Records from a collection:
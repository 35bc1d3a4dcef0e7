use std::env;
use std::fs;
use std::path::{Path, PathBuf};

use anyhow::Context;
use secrecy::ExposeSecret;
use serde::Serialize;
use toml::Value;

use crate::commands::{load_config, CommandResult};
use partsdesk_core::config::{resolve_config_path, AppConfig, LoadOptions};

#[derive(Debug, Serialize)]
struct ConfigEntry {
    key: &'static str,
    value: String,
    source: String,
}

struct Sources<'a> {
    options: &'a LoadOptions,
    file_doc: Option<Value>,
    file_path: Option<PathBuf>,
}

/// Prints every effective setting with where it came from
/// (cli override > env > file > default). Secrets are redacted.
pub fn run(options: &LoadOptions) -> CommandResult {
    let config = match load_config("config", options) {
        Ok(config) => config,
        Err(failure) => return failure,
    };

    let file_path = resolve_config_path(options.config_path.as_deref());
    let file_doc = match load_config_file_doc(file_path.as_deref()) {
        Ok(doc) => doc,
        Err(error) => {
            return CommandResult::failure("config", "config_validation", format!("{error:#}"), 2);
        }
    };
    let sources = Sources { options, file_doc, file_path };

    let entries = effective_entries(&config, &sources);
    let mut lines =
        vec!["effective config (source precedence: cli > env > file > default):".to_string()];
    lines.extend(entries.iter().map(render_line));

    CommandResult::success_with_data("config", lines.join("\n"), &entries)
}

fn effective_entries(config: &AppConfig, sources: &Sources<'_>) -> Vec<ConfigEntry> {
    let overrides = &sources.options.overrides;
    let api_key = match &config.remote.api_key {
        Some(key) => redact_secret(key.expose_secret()),
        None => "<unset>".to_string(),
    };

    vec![
        sources.entry(
            "store.data_dir",
            config.store.data_dir.display().to_string(),
            &["PARTSDESK_STORE_DATA_DIR"],
            overrides.data_dir.is_some(),
        ),
        sources.entry(
            "remote.enabled",
            config.remote.enabled.to_string(),
            &["PARTSDESK_REMOTE_ENABLED"],
            overrides.remote_enabled.is_some(),
        ),
        sources.entry(
            "remote.base_url",
            config.remote.base_url.clone(),
            &["PARTSDESK_REMOTE_BASE_URL"],
            overrides.remote_base_url.is_some(),
        ),
        sources.entry("remote.api_key", api_key, &["PARTSDESK_REMOTE_API_KEY"], false),
        sources.entry(
            "remote.timeout_secs",
            config.remote.timeout_secs.to_string(),
            &["PARTSDESK_REMOTE_TIMEOUT_SECS"],
            false,
        ),
        sources.entry(
            "analytics.low_stock_threshold",
            config.analytics.low_stock_threshold.to_string(),
            &["PARTSDESK_ANALYTICS_LOW_STOCK_THRESHOLD"],
            false,
        ),
        sources.entry(
            "analytics.fast_moving_limit",
            config.analytics.fast_moving_limit.to_string(),
            &["PARTSDESK_ANALYTICS_FAST_MOVING_LIMIT"],
            false,
        ),
        sources.entry(
            "analytics.slow_moving_limit",
            config.analytics.slow_moving_limit.to_string(),
            &["PARTSDESK_ANALYTICS_SLOW_MOVING_LIMIT"],
            false,
        ),
        sources.entry(
            "analytics.top_sellers_limit",
            config.analytics.top_sellers_limit.to_string(),
            &["PARTSDESK_ANALYTICS_TOP_SELLERS_LIMIT"],
            false,
        ),
        sources.entry(
            "comparison.max_selection",
            config.comparison.max_selection.to_string(),
            &["PARTSDESK_COMPARISON_MAX_SELECTION"],
            false,
        ),
        sources.entry(
            "logging.level",
            config.logging.level.clone(),
            &["PARTSDESK_LOGGING_LEVEL", "PARTSDESK_LOG_LEVEL"],
            overrides.log_level.is_some(),
        ),
        sources.entry(
            "logging.format",
            config.logging.format.as_str().to_string(),
            &["PARTSDESK_LOGGING_FORMAT", "PARTSDESK_LOG_FORMAT"],
            false,
        ),
    ]
}

impl Sources<'_> {
    fn entry(
        &self,
        key: &'static str,
        value: String,
        env_keys: &[&str],
        overridden: bool,
    ) -> ConfigEntry {
        ConfigEntry { key, value, source: self.field_source(key, env_keys, overridden) }
    }

    fn field_source(&self, key_path: &str, env_keys: &[&str], overridden: bool) -> String {
        if overridden {
            return "cli".to_string();
        }

        if let Some(env_key) = env_keys.iter().find(|key| env::var_os(key).is_some()) {
            return format!("env ({env_key})");
        }

        if let Some(doc) = &self.file_doc {
            if contains_path(doc, key_path) {
                let file_path = self
                    .file_path
                    .as_ref()
                    .map(|path| path.display().to_string())
                    .unwrap_or_else(|| "config file".to_string());
                return format!("file ({file_path})");
            }
        }

        "default".to_string()
    }
}

fn load_config_file_doc(path: Option<&Path>) -> anyhow::Result<Option<Value>> {
    let Some(path) = path else {
        return Ok(None);
    };
    let raw = fs::read_to_string(path)
        .with_context(|| format!("could not read config file `{}`", path.display()))?;
    let doc = raw
        .parse::<Value>()
        .with_context(|| format!("could not parse config file `{}`", path.display()))?;
    Ok(Some(doc))
}

fn contains_path(root: &Value, key_path: &str) -> bool {
    let mut current = root;
    for key in key_path.split('.') {
        let Some(next) = current.get(key) else {
            return false;
        };
        current = next;
    }
    true
}

fn render_line(entry: &ConfigEntry) -> String {
    format!("- {} = {} (source: {})", entry.key, entry.value, entry.source)
}

fn redact_secret(secret: &str) -> String {
    let trimmed = secret.trim();
    if trimmed.is_empty() {
        return "<empty>".to_string();
    }

    if let Some((prefix, _)) = trimmed.split_once('-') {
        return format!("{prefix}-***");
    }

    "<redacted>".to_string()
}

_What is required_
Count the lines above that include the string "overrides". Write only the number.

_Response to this task_
5